**Task objective**. Search the listing below for the line containing "the spawned request". From there through the line containing "pub fn is_loading(&self)", transcribe every line exactly, both ends included.

**Data for analysis**.
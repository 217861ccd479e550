use thiserror::Error;

#[derive(Debug, Error, PartialEq, Eq)]
pub enum ValidationError {
    #[error("Search term must not be empty")]
    EmptyTerm,
}

/// A normalized search request: the cleaned-up term plus the page offset.
#[derive(Debug, Clone, PartialEq, Eq)]
pub struct SearchQuery {
    term: String,
    offset: i64,
}

impl SearchQuery {
    /// Normalizes raw query input. The term is trimmed and lowercased and
    /// must not end up empty. A missing or unparsable offset becomes zero;
    /// negative offsets pass through and get rejected by the search backend.
    pub fn normalize(term: &str, offset: Option<&str>) -> Result<Self, ValidationError> {
        let term = term.trim().to_lowercase();
        if term.is_empty() {
            return Err(ValidationError::EmptyTerm);
        }

        let offset = offset.and_then(|raw| raw.trim().parse::<i64>().ok()).unwrap_or(0);

        Ok(Self { term, offset })
    }

    pub fn term(&self) -> &str {
        &self.term
    }

    pub fn offset(&self) -> i64 {
        self.offset
    }
}

#[cfg(test)]
mod tests {
    use super::*;

    #[test]
    fn trims_and_lowercases_term() {
        let query = SearchQuery::normalize("  KaTzE \t", None).unwrap();
        assert_eq!(query.term(), "katze");
        assert_eq!(query.offset(), 0);
    }

    #[test]
    fn rejects_empty_and_whitespace_terms() {
        assert_eq!(
            SearchQuery::normalize("", None),
            Err(ValidationError::EmptyTerm)
        );
        assert_eq!(
            SearchQuery::normalize("   \t\n", None),
            Err(ValidationError::EmptyTerm)
        );
    }

    #[test]
    fn parses_offset_and_defaults_to_zero() {
        let query = SearchQuery::normalize("katze", Some("40")).unwrap();
        assert_eq!(query.offset(), 40);

        let query = SearchQuery::normalize("katze", Some("quark")).unwrap();
        assert_eq!(query.offset(), 0);

        let query = SearchQuery::normalize("katze", None).unwrap();
        assert_eq!(query.offset(), 0);
    }

    #[test]
    fn negative_offsets_pass_through() {
        let query = SearchQuery::normalize("katze", Some("-20")).unwrap();
        assert_eq!(query.offset(), -20);
    }

    #[test]
    fn normalization_is_idempotent() {
        let once = SearchQuery::normalize("  Gedämpfte Huscheln ", Some("20")).unwrap();
        let twice = SearchQuery::normalize(once.term(), Some("20")).unwrap();
        assert_eq!(once, twice);
    }
}
mod search;
mod settings;
mod stats;

pub use search::*;
pub use settings::*;
pub use stats::*;
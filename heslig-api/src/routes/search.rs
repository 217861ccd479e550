use axum::{
    extract::{Query, State},
    routing::get,
    Json, Router,
};
use serde::Deserialize;
use tracing::instrument;

use crate::{
    app_state::AppState,
    domain::{CommentHit, PostHit, SearchPage, SearchQuery},
    routes::ApiError,
};

pub fn router() -> Router<AppState> {
    Router::new()
        .route("/image-posts", get(image_posts))
        .route("/comments", get(comments))
}

/// Raw query string values, normalized before anything else happens.
#[derive(Debug, Clone, Deserialize)]
struct RawSearchParams {
    term: Option<String>,
    offset: Option<String>,
}

impl RawSearchParams {
    fn normalized(&self) -> Result<SearchQuery, ApiError> {
        let query = SearchQuery::normalize(
            self.term.as_deref().unwrap_or_default(),
            self.offset.as_deref(),
        )?;
        Ok(query)
    }
}

#[instrument(name = "GET /search/image-posts", skip(app_state))]
async fn image_posts(
    State(app_state): State<AppState>,
    Query(params): Query<RawSearchParams>,
) -> Result<Json<SearchPage<PostHit>>, ApiError> {
    let query = params.normalized()?;
    let page = app_state.search_service.search_image_posts(&query).await?;

    Ok(Json(page))
}

#[instrument(name = "GET /search/comments", skip(app_state))]
async fn comments(
    State(app_state): State<AppState>,
    Query(params): Query<RawSearchParams>,
) -> Result<Json<SearchPage<CommentHit>>, ApiError> {
    let query = params.normalized()?;
    let page = app_state.search_service.search_comments(&query).await?;

    Ok(Json(page))
}
mod client;
mod meili_url;
pub mod domain;

pub(crate) use meili_url::*;

pub use client::*;
pub use domain::*;
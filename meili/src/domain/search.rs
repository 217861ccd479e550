use serde::{Deserialize, Serialize};

/// Pagination parameters for a search request. MeiliSearch applies its own
/// default limit when none is given.
#[derive(Debug, Clone, Default, PartialEq, Eq)]
pub struct SearchParams {
    pub offset: i64,
    pub limit: Option<u32>,
}

impl SearchParams {
    pub fn at_offset(offset: i64) -> Self {
        Self {
            offset,
            limit: None,
        }
    }

    pub fn with_limit(mut self, limit: u32) -> Self {
        self.limit = Some(limit);
        self
    }
}

/// Response of `GET /indexes/:uid/search`, generic over the document type
/// stored in the index.
#[derive(Debug, Clone, Serialize, Deserialize)]
#[serde(rename_all = "camelCase")]
pub struct SearchResponse<T> {
    pub hits: Vec<T>,
    pub offset: i64,
    pub limit: u32,
    pub nb_hits: u64,
    #[serde(default)]
    pub exhaustive_nb_hits: bool,
    pub processing_time_ms: u64,
    pub query: String,
}
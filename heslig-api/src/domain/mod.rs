mod category;
mod counters;
mod page;
mod query;

pub use category::*;
pub use counters::*;
pub use page::*;
pub use query::*;
use crate::api::dto::SearchPage;

/// Accumulated results for one category: the first page plus every
/// load-more page, appended in fetch order.
#[derive(Debug, Clone)]
pub struct ResultSet<T> {
    pub term: String,
    pub hits: Vec<T>,
    pub limit: u32,
    pub total: u64,
    /// Offset of the most recently fetched page.
    pub offset: i64,
}

impl<T> ResultSet<T> {
    pub fn from_first_page(page: SearchPage<T>) -> Self {
        Self {
            term: page.term,
            hits: page.hits,
            limit: page.limit,
            total: page.total,
            offset: page.offset,
        }
    }

    /// Offset to request the next page at.
    pub fn next_offset(&self) -> i64 {
        self.offset + self.limit as i64
    }

    pub fn has_more(&self) -> bool {
        (self.hits.len() as u64) < self.total
    }

    /// Append-only merge: new hits go to the end, prior hits keep their
    /// order, and nothing is de-duplicated by id.
    pub fn merge(&mut self, page: SearchPage<T>) {
        self.hits.extend(page.hits);
        self.limit = page.limit;
        self.total = page.total;
        self.offset = page.offset;
    }
}

/// Per-category fetch state, driven by messages from the spawned request
/// tasks. Load-more keeps the already-rendered results visible.
#[derive(Debug, Clone)]
pub enum PanelState<T> {
    Idle,
    Loading,
    Loaded {
        results: ResultSet<T>,
        loading_more: bool,
    },
    Failed,
}

impl<T> PanelState<T> {
    pub fn results(&self) -> Option<&ResultSet<T>> {
        match self {
            PanelState::Loaded { results, .. } => Some(results),
            _ => None,
        }
    }

    pub fn is_loading(&self) -> bool {
        matches!(self, PanelState::Loading)
            || matches!(
                self,
                PanelState::Loaded {
                    loading_more: true,
                    ..
                }
            )
    }

    /// Whether a load-more action is currently allowed: results are shown,
    /// more hits exist, and no load-more is already in flight.
    pub fn can_load_more(&self) -> bool {
        match self {
            PanelState::Loaded {
                results,
                loading_more,
            } => !loading_more && results.has_more(),
            _ => false,
        }
    }

    /// Flag a load-more as in flight and return the term and offset to
    /// request. Returns None while one is outstanding, so the trigger
    /// cannot fire twice for the same category.
    pub fn begin_load_more(&mut self) -> Option<(String, i64)> {
        if !self.can_load_more() {
            return None;
        }
        match self {
            PanelState::Loaded {
                results,
                loading_more,
            } => {
                *loading_more = true;
                Some((results.term.clone(), results.next_offset()))
            }
            _ => None,
        }
    }

    pub fn finish_load_more(&mut self, page: SearchPage<T>) {
        if let PanelState::Loaded {
            results,
            loading_more,
        } = self
        {
            *loading_more = false;
            // Load-mores are not cancelled by a new search; a page fetched
            // for an older term must not leak into the current results.
            if page.term == results.term {
                results.merge(page);
            }
        }
    }

    /// Keep whatever is already rendered, just clear the in-flight flag.
    pub fn fail_load_more(&mut self) {
        if let PanelState::Loaded { loading_more, .. } = self {
            *loading_more = false;
        }
    }
}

**Answer below**.
/// Per-category fetch state, driven by messages from the spawned request
/// tasks. Load-more keeps the already-rendered results visible.
#[derive(Debug, Clone)]
pub enum PanelState<T> {
    Idle,
    Loading,
    Loaded {
        results: ResultSet<T>,
        loading_more: bool,
    },
    Failed,
}

impl<T> PanelState<T> {
    pub fn results(&self) -> Option<&ResultSet<T>> {
        match self {
            PanelState::Loaded { results, .. } => Some(results),
            _ => None,
        }
    }

    pub fn is_loading(&self) -> bool {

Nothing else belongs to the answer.